Which lines of the entries below contain the string "cannot"? Copy each one.

Start of DATA FOR THE TASK

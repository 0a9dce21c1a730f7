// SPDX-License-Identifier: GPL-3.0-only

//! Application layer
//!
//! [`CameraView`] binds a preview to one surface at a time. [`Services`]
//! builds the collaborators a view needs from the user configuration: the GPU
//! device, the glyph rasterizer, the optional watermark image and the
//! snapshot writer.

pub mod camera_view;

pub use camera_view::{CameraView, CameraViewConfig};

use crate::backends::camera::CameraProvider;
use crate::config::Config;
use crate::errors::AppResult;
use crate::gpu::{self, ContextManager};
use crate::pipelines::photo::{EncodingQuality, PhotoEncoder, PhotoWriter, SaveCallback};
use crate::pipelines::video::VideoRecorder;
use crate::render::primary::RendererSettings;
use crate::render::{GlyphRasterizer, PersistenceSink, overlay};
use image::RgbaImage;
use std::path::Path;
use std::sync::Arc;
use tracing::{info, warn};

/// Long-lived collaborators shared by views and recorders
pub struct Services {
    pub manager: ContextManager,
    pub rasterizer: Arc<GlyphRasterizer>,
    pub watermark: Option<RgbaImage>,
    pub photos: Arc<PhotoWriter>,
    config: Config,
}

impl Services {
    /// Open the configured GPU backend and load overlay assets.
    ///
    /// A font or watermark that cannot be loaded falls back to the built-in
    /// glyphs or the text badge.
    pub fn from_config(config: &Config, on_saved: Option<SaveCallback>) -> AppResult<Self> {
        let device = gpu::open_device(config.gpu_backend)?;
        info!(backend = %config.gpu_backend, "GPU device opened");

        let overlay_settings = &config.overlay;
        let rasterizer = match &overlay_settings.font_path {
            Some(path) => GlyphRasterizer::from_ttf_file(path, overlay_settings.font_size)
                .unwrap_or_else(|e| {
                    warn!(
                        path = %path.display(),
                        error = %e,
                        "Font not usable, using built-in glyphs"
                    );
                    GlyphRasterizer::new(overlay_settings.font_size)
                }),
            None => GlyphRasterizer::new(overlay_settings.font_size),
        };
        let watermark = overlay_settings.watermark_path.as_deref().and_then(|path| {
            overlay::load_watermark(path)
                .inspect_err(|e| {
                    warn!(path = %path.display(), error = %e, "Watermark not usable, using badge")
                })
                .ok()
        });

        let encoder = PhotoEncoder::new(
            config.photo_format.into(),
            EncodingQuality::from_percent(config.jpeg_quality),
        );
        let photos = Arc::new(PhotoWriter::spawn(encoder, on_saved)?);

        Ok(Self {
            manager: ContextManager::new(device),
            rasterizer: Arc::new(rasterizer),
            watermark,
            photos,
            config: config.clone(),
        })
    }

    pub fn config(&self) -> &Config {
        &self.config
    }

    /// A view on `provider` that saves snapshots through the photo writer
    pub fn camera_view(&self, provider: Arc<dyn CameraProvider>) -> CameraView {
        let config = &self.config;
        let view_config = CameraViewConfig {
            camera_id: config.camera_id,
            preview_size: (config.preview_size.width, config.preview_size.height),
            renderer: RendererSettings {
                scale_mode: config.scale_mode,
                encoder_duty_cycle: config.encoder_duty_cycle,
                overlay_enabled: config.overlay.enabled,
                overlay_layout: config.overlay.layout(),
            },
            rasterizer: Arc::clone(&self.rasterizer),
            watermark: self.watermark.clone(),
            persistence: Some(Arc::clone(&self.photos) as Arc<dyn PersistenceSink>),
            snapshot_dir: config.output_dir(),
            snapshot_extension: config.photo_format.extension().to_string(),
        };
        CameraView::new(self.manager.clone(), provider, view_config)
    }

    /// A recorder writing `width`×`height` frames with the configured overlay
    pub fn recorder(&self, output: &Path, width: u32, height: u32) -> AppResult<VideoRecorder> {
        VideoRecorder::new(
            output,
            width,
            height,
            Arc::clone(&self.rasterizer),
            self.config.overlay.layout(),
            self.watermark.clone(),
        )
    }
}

End of DATA FOR THE TASK
Start of DATA FOR THE TASK

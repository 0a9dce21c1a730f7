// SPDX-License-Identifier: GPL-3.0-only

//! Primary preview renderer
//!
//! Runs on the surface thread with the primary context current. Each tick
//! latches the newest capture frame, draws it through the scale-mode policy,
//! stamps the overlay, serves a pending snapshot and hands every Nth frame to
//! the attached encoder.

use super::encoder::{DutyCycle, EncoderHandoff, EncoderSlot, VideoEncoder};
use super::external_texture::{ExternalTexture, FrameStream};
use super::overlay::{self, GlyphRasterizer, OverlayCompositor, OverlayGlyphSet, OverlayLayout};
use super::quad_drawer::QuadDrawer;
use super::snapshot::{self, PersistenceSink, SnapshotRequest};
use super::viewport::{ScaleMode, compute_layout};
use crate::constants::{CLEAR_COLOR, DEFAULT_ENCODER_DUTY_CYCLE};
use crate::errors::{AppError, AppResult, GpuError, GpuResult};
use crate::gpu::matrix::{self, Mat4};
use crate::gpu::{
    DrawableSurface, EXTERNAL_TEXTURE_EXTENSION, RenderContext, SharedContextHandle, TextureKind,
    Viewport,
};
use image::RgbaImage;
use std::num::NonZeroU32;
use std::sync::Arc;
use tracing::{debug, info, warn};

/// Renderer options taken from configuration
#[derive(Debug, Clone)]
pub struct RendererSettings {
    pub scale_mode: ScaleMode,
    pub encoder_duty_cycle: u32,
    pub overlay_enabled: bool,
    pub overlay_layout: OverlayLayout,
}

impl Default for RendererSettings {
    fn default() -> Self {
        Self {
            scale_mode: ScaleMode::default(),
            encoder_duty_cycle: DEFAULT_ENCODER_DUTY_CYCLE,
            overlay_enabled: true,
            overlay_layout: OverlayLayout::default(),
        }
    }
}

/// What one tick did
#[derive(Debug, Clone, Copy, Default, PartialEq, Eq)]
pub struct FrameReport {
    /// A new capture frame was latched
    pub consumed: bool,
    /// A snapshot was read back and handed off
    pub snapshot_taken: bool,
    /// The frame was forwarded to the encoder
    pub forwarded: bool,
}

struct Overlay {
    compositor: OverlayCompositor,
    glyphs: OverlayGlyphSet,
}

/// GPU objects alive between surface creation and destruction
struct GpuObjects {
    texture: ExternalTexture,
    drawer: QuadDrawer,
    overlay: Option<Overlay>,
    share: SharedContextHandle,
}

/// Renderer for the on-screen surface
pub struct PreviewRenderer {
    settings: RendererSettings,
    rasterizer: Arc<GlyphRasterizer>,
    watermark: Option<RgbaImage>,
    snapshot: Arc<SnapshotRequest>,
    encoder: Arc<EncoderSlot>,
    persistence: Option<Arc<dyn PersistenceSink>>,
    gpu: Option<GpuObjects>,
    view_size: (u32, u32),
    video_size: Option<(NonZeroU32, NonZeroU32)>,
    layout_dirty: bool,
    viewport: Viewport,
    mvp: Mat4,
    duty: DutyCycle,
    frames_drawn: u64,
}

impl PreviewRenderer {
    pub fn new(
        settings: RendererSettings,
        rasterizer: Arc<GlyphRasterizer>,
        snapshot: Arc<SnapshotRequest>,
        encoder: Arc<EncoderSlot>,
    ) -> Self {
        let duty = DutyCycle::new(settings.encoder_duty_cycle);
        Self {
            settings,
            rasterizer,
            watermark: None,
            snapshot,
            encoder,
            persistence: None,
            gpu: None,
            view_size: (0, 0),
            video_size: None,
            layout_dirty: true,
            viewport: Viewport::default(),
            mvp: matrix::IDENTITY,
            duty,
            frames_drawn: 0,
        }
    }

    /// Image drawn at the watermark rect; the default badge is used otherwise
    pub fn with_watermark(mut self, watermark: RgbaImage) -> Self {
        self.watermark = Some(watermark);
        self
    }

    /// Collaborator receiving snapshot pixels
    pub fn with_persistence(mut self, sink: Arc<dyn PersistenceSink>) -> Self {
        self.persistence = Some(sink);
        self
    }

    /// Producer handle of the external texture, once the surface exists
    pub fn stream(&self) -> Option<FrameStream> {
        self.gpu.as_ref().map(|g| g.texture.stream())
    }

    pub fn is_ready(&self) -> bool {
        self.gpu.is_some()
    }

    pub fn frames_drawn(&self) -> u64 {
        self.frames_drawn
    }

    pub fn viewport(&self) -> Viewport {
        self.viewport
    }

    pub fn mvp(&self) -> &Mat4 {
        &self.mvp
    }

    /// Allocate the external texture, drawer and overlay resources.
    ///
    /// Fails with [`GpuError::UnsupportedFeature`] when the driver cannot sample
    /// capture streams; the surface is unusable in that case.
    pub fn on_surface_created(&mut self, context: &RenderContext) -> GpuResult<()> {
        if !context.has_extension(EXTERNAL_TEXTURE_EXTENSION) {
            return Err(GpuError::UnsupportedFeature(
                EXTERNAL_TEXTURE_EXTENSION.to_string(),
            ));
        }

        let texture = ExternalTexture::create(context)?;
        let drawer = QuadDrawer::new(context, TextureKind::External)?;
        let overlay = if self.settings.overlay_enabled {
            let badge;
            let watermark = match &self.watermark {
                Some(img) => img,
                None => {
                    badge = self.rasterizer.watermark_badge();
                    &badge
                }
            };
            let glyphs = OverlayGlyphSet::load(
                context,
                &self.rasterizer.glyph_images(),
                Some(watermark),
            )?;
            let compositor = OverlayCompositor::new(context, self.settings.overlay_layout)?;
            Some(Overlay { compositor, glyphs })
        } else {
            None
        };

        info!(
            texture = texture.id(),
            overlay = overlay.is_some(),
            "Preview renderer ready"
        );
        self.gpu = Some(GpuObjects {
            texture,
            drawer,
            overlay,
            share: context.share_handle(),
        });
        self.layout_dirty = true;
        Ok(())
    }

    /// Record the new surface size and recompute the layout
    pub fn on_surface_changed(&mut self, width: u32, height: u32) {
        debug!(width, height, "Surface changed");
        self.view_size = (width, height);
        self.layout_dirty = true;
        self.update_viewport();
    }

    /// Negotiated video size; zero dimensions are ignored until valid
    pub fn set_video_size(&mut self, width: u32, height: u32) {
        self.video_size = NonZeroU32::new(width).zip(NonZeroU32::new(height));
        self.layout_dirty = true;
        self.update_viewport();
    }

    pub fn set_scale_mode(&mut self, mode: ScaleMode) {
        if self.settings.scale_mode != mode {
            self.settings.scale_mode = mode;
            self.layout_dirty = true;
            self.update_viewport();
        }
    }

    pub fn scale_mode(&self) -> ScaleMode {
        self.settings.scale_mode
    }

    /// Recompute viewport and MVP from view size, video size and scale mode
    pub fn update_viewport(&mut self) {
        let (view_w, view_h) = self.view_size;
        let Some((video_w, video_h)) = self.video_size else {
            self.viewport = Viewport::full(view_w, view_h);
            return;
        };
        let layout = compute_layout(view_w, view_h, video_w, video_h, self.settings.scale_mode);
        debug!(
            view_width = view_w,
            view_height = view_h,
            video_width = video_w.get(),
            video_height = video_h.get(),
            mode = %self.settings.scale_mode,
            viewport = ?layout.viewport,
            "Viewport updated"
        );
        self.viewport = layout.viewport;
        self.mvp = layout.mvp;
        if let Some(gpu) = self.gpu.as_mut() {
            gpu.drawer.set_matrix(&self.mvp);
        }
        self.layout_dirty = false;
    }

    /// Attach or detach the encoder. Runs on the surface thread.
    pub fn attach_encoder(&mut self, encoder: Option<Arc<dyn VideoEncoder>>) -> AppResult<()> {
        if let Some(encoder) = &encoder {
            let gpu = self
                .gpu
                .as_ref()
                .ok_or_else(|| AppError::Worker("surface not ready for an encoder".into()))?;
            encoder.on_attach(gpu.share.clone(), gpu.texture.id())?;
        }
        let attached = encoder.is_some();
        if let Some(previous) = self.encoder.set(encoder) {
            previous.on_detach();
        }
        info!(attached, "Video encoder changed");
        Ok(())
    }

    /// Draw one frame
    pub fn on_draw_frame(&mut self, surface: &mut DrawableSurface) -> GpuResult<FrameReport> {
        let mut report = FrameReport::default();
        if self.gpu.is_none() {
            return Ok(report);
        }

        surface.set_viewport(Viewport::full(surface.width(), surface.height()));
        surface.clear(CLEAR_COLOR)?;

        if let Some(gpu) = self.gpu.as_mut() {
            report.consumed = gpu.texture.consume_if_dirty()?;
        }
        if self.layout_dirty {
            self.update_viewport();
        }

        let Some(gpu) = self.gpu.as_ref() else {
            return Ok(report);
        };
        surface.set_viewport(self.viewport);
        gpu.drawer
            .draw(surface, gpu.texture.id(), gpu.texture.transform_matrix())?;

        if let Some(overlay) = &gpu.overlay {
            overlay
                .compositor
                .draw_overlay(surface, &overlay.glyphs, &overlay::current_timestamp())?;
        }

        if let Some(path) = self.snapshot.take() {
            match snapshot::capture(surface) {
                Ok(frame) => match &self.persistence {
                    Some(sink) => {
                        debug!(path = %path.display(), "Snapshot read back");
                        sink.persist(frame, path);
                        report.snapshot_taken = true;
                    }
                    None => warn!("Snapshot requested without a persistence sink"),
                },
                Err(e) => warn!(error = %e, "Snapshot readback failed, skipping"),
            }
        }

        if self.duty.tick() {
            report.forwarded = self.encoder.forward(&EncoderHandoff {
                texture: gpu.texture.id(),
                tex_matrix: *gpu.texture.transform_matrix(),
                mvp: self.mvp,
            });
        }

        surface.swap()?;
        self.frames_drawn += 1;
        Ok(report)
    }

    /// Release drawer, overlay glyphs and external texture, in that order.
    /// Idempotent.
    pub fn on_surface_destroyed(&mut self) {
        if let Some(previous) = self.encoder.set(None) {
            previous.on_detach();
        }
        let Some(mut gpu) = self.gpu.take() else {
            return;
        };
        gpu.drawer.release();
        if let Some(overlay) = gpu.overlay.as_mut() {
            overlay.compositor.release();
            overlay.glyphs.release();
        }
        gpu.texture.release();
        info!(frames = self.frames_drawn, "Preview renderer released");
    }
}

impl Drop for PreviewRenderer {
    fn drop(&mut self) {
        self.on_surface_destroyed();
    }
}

End of DATA FOR THE TASK
Start of DATA FOR THE TASK

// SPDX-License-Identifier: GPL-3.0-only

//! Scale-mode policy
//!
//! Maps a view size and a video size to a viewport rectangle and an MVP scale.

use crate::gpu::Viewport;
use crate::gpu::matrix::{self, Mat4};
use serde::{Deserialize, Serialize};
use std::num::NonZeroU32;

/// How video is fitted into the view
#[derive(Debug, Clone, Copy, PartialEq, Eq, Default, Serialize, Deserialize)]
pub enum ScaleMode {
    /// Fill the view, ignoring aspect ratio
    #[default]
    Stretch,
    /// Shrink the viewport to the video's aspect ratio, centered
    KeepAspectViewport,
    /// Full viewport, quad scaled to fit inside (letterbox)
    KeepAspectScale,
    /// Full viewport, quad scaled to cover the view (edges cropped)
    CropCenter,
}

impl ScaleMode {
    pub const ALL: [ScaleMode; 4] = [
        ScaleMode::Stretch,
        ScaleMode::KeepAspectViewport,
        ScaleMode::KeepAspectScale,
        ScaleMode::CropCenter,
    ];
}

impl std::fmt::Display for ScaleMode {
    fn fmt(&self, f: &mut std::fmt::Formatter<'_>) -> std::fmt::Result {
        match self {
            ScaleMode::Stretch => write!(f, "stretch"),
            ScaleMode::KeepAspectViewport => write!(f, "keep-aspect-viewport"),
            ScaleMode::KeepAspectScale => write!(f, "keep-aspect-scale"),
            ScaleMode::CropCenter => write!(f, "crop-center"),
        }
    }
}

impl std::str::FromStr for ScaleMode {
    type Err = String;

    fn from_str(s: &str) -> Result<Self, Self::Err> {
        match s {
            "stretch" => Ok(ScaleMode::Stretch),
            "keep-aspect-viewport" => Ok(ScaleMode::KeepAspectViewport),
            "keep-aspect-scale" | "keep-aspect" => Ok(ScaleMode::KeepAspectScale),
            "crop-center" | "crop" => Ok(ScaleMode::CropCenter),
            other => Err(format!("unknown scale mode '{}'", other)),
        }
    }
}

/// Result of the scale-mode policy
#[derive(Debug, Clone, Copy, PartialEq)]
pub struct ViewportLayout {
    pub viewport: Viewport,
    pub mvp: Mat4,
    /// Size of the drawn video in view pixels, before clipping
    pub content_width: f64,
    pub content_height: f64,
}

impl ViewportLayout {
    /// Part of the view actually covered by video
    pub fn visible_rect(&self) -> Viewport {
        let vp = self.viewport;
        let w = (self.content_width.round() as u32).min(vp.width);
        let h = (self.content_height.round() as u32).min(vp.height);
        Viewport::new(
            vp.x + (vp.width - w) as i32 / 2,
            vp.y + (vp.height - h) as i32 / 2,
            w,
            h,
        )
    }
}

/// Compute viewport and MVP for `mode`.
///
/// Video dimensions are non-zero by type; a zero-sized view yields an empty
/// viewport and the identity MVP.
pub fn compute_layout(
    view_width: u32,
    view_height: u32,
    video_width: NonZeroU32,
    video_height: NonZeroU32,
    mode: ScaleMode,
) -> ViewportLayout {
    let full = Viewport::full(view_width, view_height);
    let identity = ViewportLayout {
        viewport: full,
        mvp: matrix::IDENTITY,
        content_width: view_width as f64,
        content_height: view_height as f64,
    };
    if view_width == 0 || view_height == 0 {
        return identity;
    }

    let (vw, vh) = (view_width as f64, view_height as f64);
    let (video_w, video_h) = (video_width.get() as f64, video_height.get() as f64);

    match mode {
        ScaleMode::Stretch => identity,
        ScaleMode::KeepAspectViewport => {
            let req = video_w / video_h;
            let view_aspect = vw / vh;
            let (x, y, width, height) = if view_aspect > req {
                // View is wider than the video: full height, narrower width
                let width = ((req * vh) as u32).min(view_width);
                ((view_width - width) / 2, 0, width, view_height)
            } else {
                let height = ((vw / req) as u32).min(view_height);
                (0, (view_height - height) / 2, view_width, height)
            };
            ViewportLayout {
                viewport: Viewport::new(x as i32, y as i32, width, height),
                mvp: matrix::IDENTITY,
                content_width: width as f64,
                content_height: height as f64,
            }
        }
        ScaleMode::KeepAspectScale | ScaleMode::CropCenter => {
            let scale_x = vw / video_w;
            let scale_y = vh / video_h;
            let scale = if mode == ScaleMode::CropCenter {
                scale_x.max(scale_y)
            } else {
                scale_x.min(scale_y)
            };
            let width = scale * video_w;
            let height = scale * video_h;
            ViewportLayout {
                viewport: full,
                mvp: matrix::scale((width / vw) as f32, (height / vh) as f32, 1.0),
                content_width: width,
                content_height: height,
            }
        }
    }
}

End of DATA FOR THE TASK

→ **PROBLEM SOLUTION**:
    /// A font or watermark that cannot be loaded falls back to the built-in
    /// Fails with [`GpuError::UnsupportedFeature`] when the driver cannot sample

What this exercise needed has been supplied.